### How to complete this task
For this exercise, copy out each line of the material below that includes "Destroy".

### Source data
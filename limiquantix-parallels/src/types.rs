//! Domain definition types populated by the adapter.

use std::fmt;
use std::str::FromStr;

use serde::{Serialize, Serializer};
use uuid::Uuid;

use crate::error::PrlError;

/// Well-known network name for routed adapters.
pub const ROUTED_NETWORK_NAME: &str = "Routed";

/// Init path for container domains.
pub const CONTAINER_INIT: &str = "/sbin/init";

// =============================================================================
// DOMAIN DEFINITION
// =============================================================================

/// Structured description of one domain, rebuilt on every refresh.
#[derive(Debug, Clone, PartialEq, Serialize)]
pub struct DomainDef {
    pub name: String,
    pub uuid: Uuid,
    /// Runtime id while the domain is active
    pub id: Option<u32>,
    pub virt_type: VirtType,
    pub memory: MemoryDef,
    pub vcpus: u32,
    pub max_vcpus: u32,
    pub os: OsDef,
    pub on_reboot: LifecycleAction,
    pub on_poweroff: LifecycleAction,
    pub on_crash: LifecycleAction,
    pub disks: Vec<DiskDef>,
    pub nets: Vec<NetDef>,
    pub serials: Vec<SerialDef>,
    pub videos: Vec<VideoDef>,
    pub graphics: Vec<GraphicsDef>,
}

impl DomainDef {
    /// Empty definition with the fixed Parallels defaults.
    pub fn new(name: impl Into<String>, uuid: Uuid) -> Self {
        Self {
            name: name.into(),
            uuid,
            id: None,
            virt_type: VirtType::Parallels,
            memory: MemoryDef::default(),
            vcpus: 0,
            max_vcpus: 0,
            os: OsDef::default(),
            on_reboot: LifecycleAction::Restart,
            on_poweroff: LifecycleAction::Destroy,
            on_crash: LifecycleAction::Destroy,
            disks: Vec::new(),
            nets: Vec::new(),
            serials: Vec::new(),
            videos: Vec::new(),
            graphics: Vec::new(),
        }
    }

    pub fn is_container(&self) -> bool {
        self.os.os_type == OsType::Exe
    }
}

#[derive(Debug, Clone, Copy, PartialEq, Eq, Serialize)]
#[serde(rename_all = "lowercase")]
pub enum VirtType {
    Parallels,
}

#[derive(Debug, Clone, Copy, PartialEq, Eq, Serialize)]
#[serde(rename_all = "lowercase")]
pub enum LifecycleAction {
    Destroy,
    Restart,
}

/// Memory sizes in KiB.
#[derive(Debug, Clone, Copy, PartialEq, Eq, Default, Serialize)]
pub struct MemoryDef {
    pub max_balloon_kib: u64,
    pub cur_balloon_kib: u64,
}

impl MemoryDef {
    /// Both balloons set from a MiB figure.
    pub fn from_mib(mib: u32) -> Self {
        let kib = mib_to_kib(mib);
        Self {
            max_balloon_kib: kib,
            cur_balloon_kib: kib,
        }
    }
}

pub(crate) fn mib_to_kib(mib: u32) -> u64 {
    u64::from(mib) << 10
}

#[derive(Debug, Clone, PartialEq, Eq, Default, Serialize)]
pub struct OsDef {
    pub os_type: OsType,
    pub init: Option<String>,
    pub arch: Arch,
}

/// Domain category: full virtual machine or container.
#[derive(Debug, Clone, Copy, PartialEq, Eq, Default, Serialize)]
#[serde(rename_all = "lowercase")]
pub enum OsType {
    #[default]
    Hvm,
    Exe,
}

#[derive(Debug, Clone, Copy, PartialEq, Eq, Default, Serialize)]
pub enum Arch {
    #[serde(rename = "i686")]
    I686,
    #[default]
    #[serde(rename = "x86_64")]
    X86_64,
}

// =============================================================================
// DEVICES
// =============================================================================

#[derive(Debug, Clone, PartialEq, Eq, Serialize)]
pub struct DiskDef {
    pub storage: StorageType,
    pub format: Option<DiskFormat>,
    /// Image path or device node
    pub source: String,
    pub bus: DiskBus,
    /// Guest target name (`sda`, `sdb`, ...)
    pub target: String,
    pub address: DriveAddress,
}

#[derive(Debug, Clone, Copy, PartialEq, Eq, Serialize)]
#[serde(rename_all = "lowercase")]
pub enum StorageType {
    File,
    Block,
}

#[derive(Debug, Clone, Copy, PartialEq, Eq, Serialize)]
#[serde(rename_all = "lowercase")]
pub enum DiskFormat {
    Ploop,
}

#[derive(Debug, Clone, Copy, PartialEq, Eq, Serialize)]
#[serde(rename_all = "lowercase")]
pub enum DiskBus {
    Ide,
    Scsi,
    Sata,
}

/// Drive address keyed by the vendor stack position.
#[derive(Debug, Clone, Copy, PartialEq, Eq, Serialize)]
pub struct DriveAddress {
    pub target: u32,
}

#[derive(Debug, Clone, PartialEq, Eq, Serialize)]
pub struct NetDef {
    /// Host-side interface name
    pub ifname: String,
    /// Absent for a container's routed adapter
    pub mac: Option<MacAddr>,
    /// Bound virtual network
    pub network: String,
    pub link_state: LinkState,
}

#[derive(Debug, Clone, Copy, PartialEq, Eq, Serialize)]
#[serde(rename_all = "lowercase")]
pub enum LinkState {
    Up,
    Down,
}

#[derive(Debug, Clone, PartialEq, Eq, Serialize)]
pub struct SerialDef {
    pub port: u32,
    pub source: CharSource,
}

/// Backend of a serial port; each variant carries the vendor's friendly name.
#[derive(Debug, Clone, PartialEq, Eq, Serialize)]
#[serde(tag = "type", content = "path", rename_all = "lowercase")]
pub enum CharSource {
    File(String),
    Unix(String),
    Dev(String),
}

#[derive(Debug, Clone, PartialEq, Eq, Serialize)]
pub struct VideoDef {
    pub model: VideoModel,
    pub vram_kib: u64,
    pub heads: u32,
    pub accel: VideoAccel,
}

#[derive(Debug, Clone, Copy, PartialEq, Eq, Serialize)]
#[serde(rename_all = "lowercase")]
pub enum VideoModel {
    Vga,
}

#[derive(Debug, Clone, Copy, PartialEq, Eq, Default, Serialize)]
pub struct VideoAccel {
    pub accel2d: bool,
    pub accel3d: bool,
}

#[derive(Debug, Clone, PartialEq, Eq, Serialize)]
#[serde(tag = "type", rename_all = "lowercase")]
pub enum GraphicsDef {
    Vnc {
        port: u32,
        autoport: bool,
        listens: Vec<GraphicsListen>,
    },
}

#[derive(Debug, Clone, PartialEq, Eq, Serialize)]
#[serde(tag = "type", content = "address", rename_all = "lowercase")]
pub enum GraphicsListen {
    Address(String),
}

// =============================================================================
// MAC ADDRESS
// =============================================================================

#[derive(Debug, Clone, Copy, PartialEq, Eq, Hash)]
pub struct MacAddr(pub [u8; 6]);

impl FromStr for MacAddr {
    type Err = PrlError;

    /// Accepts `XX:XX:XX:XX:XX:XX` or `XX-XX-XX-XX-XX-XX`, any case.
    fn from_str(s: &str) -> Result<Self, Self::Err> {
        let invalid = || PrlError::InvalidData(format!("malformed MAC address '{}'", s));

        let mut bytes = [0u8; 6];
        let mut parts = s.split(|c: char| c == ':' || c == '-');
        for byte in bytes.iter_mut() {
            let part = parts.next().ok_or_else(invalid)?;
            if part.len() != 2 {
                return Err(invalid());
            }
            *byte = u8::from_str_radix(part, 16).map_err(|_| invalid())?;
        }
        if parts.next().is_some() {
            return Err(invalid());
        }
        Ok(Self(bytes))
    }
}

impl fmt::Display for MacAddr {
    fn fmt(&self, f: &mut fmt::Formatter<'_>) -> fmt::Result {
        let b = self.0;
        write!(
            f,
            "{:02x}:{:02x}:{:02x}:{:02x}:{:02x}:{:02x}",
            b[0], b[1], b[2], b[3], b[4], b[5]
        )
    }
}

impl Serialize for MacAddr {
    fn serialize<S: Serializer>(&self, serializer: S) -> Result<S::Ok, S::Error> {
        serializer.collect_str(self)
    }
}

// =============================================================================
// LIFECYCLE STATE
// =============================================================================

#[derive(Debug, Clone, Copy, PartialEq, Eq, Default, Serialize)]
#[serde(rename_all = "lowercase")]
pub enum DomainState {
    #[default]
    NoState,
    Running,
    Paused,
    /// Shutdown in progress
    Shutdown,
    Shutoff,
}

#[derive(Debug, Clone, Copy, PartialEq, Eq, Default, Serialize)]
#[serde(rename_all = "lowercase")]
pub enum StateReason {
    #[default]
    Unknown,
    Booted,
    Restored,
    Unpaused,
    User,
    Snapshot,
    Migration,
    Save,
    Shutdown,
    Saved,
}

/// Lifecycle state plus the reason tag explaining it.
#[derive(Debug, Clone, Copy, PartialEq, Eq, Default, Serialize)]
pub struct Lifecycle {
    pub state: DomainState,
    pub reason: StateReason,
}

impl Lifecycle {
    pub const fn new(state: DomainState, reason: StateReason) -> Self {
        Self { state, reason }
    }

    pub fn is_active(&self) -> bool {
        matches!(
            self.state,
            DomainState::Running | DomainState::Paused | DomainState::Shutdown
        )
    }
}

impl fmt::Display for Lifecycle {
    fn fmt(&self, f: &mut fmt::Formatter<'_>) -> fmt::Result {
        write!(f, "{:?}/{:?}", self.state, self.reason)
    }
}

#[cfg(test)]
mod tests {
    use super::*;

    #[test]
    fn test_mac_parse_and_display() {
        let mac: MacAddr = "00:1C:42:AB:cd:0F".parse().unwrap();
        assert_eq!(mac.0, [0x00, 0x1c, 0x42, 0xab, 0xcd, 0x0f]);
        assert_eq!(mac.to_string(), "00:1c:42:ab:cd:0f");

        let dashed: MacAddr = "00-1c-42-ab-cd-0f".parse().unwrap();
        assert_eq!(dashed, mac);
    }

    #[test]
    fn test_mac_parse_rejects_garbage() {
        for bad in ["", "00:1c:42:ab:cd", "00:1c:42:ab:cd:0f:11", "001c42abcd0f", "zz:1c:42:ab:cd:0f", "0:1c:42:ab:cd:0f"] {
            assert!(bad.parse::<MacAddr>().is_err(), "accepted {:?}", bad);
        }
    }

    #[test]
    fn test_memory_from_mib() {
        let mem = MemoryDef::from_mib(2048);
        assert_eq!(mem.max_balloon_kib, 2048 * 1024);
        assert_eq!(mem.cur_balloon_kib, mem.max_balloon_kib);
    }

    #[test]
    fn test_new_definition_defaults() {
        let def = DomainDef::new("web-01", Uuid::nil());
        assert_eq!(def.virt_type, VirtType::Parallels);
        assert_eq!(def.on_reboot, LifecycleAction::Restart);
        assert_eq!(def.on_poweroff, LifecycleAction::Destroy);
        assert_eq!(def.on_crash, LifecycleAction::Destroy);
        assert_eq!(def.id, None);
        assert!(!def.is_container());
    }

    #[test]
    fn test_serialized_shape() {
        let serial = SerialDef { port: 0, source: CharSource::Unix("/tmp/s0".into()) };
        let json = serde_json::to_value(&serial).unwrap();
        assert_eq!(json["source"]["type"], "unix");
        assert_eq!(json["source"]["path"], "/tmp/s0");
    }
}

### Answer for the task
            on_poweroff: LifecycleAction::Destroy,
            on_crash: LifecycleAction::Destroy,
    Destroy,
        assert_eq!(def.on_poweroff, LifecycleAction::Destroy);
        assert_eq!(def.on_crash, LifecycleAction::Destroy);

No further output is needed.